Falling in Love with Hominids is a collection of fantastical short stories filled with an innovatory mix of characters grappling with existential and everyday questions—what’s for breakfast? should I bring a child into the world? how did that elephant land in my living room? Written over the course of a decade, many of the stories play well together, sharing a succulent, earthy-otherworldliness that Nalo Hopkinson’s fans know and adore.
Character is king here. Hopkinson always imbues her narratives with awareness of race, class, gender, and privilege that never gets in the way of the story—yet it’s remarkable because it underscores the lack of this awareness in most media. A fierce opening story, “The Easthound” has post-apocalyptic teenagers so fleshed out and intriguing that they blow away the paper-thin “heroes” dominating most YA books and cinema.
Though it’s not a YA book, there are quite a few young characters given the compassionate Hopkinson treatment: notably in a hamadryad-myth based tale, where a “fat” teen fuses with a tree spirit to triumph at a cruel party game. In the book’s introduction, Hopkinson describes her development from despondent teen to a fifty-something optimist who learned to “trust humans in general will strive to make things better for themselves and their communities . . . despite the fact that sometimes I just need to shake my fist at a mofo.”
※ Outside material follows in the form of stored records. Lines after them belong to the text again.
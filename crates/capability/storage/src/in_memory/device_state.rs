//! 设备状态内存存储实现

use crate::error::StorageError;
use crate::models::DeviceRecord;
use crate::traits::DeviceStateStore;
use std::collections::HashMap;
use std::sync::RwLock;

/// 设备状态内存存储
///
/// 使用 RwLock + HashMap 提供线程安全的内存存储。
pub struct InMemoryDeviceStateStore {
    devices: RwLock<HashMap<String, DeviceRecord>>,
}

impl InMemoryDeviceStateStore {
    pub fn new() -> Self {
        Self {
            devices: RwLock::new(HashMap::new()),
        }
    }

    /// 使用初始记录创建存储
    pub fn with_records(records: Vec<DeviceRecord>) -> Self {
        let map = records
            .into_iter()
            .map(|record| (record.device_id.clone(), record))
            .collect();
        Self {
            devices: RwLock::new(map),
        }
    }
}

impl Default for InMemoryDeviceStateStore {
    fn default() -> Self {
        Self::new()
    }
}

#[async_trait::async_trait]
impl DeviceStateStore for InMemoryDeviceStateStore {
    async fn find_state(&self, device_id: &str) -> Result<Option<String>, StorageError> {
        let map = self
            .devices
            .read()
            .map_err(|_| StorageError::new("lock failed"))?;
        Ok(map.get(device_id).map(|record| record.state.clone()))
    }

    async fn update_state(
        &self,
        device_id: &str,
        state: &str,
    ) -> Result<Option<DeviceRecord>, StorageError> {
        let mut map = self
            .devices
            .write()
            .map_err(|_| StorageError::new("lock failed"))?;
        let record = match map.get_mut(device_id) {
            Some(record) => record,
            None => return Ok(None),
        };
        *record = DeviceRecord::new(device_id, state);
        Ok(Some(record.clone()))
    }

    async fn list_devices(&self) -> Result<Vec<DeviceRecord>, StorageError> {
        let map = self
            .devices
            .read()
            .map_err(|_| StorageError::new("lock failed"))?;
        let mut items: Vec<DeviceRecord> = map.values().cloned().collect();
        items.sort_by(|a, b| a.device_id.cmp(&b.device_id));
        Ok(items)
    }

    async fn replace_devices(&self, records: Vec<DeviceRecord>) -> Result<(), StorageError> {
        let next: HashMap<String, DeviceRecord> = records
            .into_iter()
            .map(|record| (record.device_id.clone(), record))
            .collect();
        let mut map = self
            .devices
            .write()
            .map_err(|_| StorageError::new("lock failed"))?;
        *map = next;
        Ok(())
    }
}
There are occasions in this book where there isn’t enough room to establish an alternate world and tell a story there, particularly in the micro-fiction pieces. This and a few devices that feel forced, such as the story entirely narrated to a rat-orchid hybrid, are the only things not to fall in love with in this otherwise adoration-worthy collection.
Hopkinson’s reframing of The Tempest uses a dual narrative and themes of internallized racism told by now-siblings Ariel and Caliban: “The real storm? Is our mother Sycorax; his and mine. If you ever see her hair flying around her head when she dash at you in anger.” And the story “Old Habits,” situated in a ghost mall, where in the first paragraph the narrator tells us, “This is not going to be one of those stories where the surprise twist is and he was dead!”
All in all, Falling in Love with Hominids is an entertaining and humane book that affirms why Junot Díaz refers to Hopkinson as “one of our most important writers.”